Handling column not present in data #22

ee07dazn · 2022-11-23T12:46:27Z

Does the transform handle a column that is not present in the map?
Say for example, my config looks like

    families:
    - data
    familyQualifiers:
    - data:
      - anonymousId
      - context

And a test data looks like

{
   "anonymousId" : "random123"
}

Will the transform you have baked into, will automatically set the context to null or throw an error. Guess, I will find out pretty soon but if it throws an error, is there a good way to handle it ?

The text was updated successfully, but these errors were encountered:

sanjuthomas · 2022-11-23T14:42:24Z

https://github.com/sanjuthomas/kafka-connect-gcp-bigtable/blob/master/src/main/java/com/sanjuthomas/gcp/bigtable/transform/TypeUtils.java#L22

Maybe we have to handle that null in that method. Do you want me to make that fix? or will you be able to send a PR?
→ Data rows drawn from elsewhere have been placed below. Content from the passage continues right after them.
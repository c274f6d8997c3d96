use std::collections::HashMap;
use std::sync::Arc;

use async_trait::async_trait;
use parking_lot::Mutex;
use serde::Deserialize;
use serde_json::Value;

use super::DbManager;
use crate::define::{PlayerId, msg_type};
use crate::rpc::{RpcError, RpcHandler, RpcMessage};

#[derive(Debug, Deserialize)]
struct LoadUserInfoRequest {
    user_id: PlayerId,
}

/// 数据服消息处理
///
/// 记录每个玩家最近一次加载数据时的会话，旧会话迟到的下线消息直接忽略，
/// 避免把刚重新登录的玩家数据写回并清掉。
pub struct DbSvrService {
    manager: Arc<DbManager>,
    sessions: Mutex<HashMap<PlayerId, String>>,
}

impl DbSvrService {
    pub fn new(manager: Arc<DbManager>) -> Self {
        Self {
            manager,
            sessions: Mutex::new(HashMap::new()),
        }
    }

    pub fn manager(&self) -> &Arc<DbManager> {
        &self.manager
    }

    async fn load_user_info(&self, user_id: PlayerId, session_id: Option<&str>) -> Result<bool, RpcError> {
        if let Some(session_id) = session_id {
            self.sessions.lock().insert(user_id, session_id.to_string());
        }
        self.manager
            .on_user_login(user_id)
            .await
            .map_err(|e| RpcError::Handler(e.to_string()))
    }

    fn user_logout(&self, user_id: PlayerId, session_id: &str) {
        {
            let mut sessions = self.sessions.lock();
            match sessions.get(&user_id) {
                Some(current) if current != session_id => {
                    tracing::debug!("ignoring logout of stale session {} for user {}", session_id, user_id);
                    return;
                }
                _ => {
                    sessions.remove(&user_id);
                }
            }
        }
        self.manager.on_user_logout(user_id);
    }
}

#[async_trait]
impl RpcHandler for DbSvrService {
    async fn handle(&self, handler: &str, msg: RpcMessage) -> Result<Value, RpcError> {
        match handler {
            msg_type::RPC_LOAD_USER_INFO_FROM_DB => {
                let req: LoadUserInfoRequest = msg.payload_as()?;
                let session_id = msg.session.as_ref().map(|s| s.session_id.as_str());
                self.load_user_info(req.user_id, session_id).await.map(Value::Bool)
            }
            msg_type::RPC_USER_LOGOUT => {
                let session = msg.require_session()?;
                match session.user_id {
                    Some(user_id) => self.user_logout(user_id, &session.session_id),
                    None => tracing::warn!("logout of anonymous session {}", session.session_id),
                }
                Ok(Value::Null)
            }
            other => Err(RpcError::UnknownHandler(other.to_string())),
        }
    }
}
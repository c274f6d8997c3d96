use chrono::NaiveDate;
use sqlx::FromRow;

/// 玩家系统数据表实体
#[derive(Debug, FromRow)]
pub struct UserDataEntity {
    pub id: i64,
    /// lz4 压缩后的数据
    pub data: Option<Vec<u8>>,
    pub submission_date: Option<NaiveDate>,
}
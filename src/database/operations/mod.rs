pub mod user_data;

pub use user_data::UserDataOperation;
pub mod user_data;

pub use user_data::UserDataEntity;
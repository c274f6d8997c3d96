use serde::{Deserialize, Serialize};

use crate::define::PlayerId;
use crate::utils::now_timestamp;

/// 玩家角色数据，保存在 ROLE_DATA 中
#[derive(Debug, Clone, Default, PartialEq, Serialize, Deserialize)]
#[serde(default, rename_all = "PascalCase")]
pub struct HallUserData {
    #[serde(rename = "UserID")]
    pub user_id: PlayerId,
    pub name: String,
    pub level: i32,
    pub money: i32,
    pub game_icon: u32,
    pub register_time: i64,
    pub last_login_time: i64,
    pub last_logout_time: i64,
}

impl HallUserData {
    /// 第一次进入大厅的玩家
    pub fn new(user_id: PlayerId, name: impl Into<String>) -> Self {
        Self {
            user_id,
            name: name.into(),
            register_time: now_timestamp(),
            ..Default::default()
        }
    }

    /// 空数据（包括 `{}`）视为未注册
    pub fn is_registered(&self) -> bool {
        self.register_time != 0
    }
}
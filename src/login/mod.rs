// 登录模块
// 账号认证、玩家ID分配，登录成功后通知数据服和大厅

pub mod manager;
pub mod service;

pub use manager::LoginManager;
pub use service::{LoginRequest, LoginResponse, LoginService};
use std::collections::BTreeMap;

use serde::{Deserialize, Serialize};

use crate::define::{PlayerId, ServerId, ServerType};
use crate::utils::now_timestamp;

/// 连接状态，重连视为新的连接
#[derive(Debug, Clone, Copy, PartialEq, Eq, Serialize, Deserialize)]
pub enum SessionState {
    Connected,
    Authenticated,
    Disconnected,
}

/// 网关会话
///
/// 随每次服务间调用一起发送，也是下线后写入缓存的会话记录。
#[derive(Debug, Clone, PartialEq, Serialize, Deserialize)]
pub struct Session {
    pub session_id: String,
    /// 会话所在网关实例
    pub gate_server_id: ServerId,
    pub remote_addr: Option<String>,
    pub user_id: Option<PlayerId>,
    pub state: SessionState,
    /// 各类服务的粘性路由
    #[serde(default)]
    pub routes: BTreeMap<ServerType, ServerId>,
    #[serde(default)]
    pub settings: BTreeMap<String, String>,
    pub connected_at: i64, // Unix timestamp
}

impl Session {
    pub fn new(gate_server_id: impl Into<ServerId>, remote_addr: Option<String>) -> Self {
        Self {
            session_id: uuid::Uuid::new_v4().to_string(),
            gate_server_id: gate_server_id.into(),
            remote_addr,
            user_id: None,
            state: SessionState::Connected,
            routes: BTreeMap::new(),
            settings: BTreeMap::new(),
            connected_at: now_timestamp(),
        }
    }

    pub fn bind(&mut self, user_id: PlayerId) {
        self.user_id = Some(user_id);
        self.state = SessionState::Authenticated;
    }

    pub fn is_authenticated(&self) -> bool {
        self.user_id.is_some()
    }

    pub fn route(&self, kind: ServerType) -> Option<&ServerId> {
        self.routes.get(&kind)
    }
}
/// 账号缓存键前缀
const ACCOUNT_PREFIX: &str = "Account:";

/// 玩家ID自增计数器键
pub const USER_ID_AUTO_INCR_KEY: &str = "USER_ID_AUTO_INCR_KEY";

/// 生成账号缓存键
pub fn account_key(account: &str) -> String {
    format!("{}{}", ACCOUNT_PREFIX, account)
}
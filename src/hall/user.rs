use super::HallUserData;
use crate::gate::Session;
use crate::utils::now_timestamp;

/// 在线玩家
#[derive(Debug, Clone)]
pub struct HallUser {
    pub user_data: HallUserData,
    pub session: Session,
}

impl HallUser {
    pub fn new(user_data: HallUserData, session: Session) -> Self {
        Self { user_data, session }
    }

    pub fn on_login(&mut self) {
        self.user_data.last_login_time = now_timestamp();
    }

    pub fn on_logout(&mut self) {
        self.user_data.last_logout_time = now_timestamp();
    }

    /// 写入缓存的数据
    pub fn get_user_save_data(&self) -> Result<String, serde_json::Error> {
        serde_json::to_string(&self.user_data)
    }
}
ee07dazn · 2022-11-23T14:52:40Z

Hi @sanjuthomas

Thanks for your quick reply.

Unfortunately, I am not a JAVA guy (:python:) so i would request you if you can make the change. At the same time, i am testing the latest tag to see how it behaves.

Would be very grateful if you can help out here (assuming this takes insignificant time on your end?)

Kind Regards
Karan 🙏

sanjuthomas · 2022-11-23T15:20:37Z

OK, I am working on it.. https://github.com/sanjuthomas/kafka-connect-gcp-bigtable/pulls

I will release the next version with that fix. Thanks!

sanjuthomas · 2022-11-23T15:47:12Z

The fix is part of https://github.com/sanjuthomas/kafka-connect-gcp-bigtable/releases/tag/kafka-connect-gcp-bigtable-1.0.10

ee07dazn · 2022-11-23T16:54:01Z

Hi @sanjuthomas

Thanks for this.

While testing (not 1.0.10 but 1.0.7) , I have noticed some weird behaviour and wonder if you have come across this.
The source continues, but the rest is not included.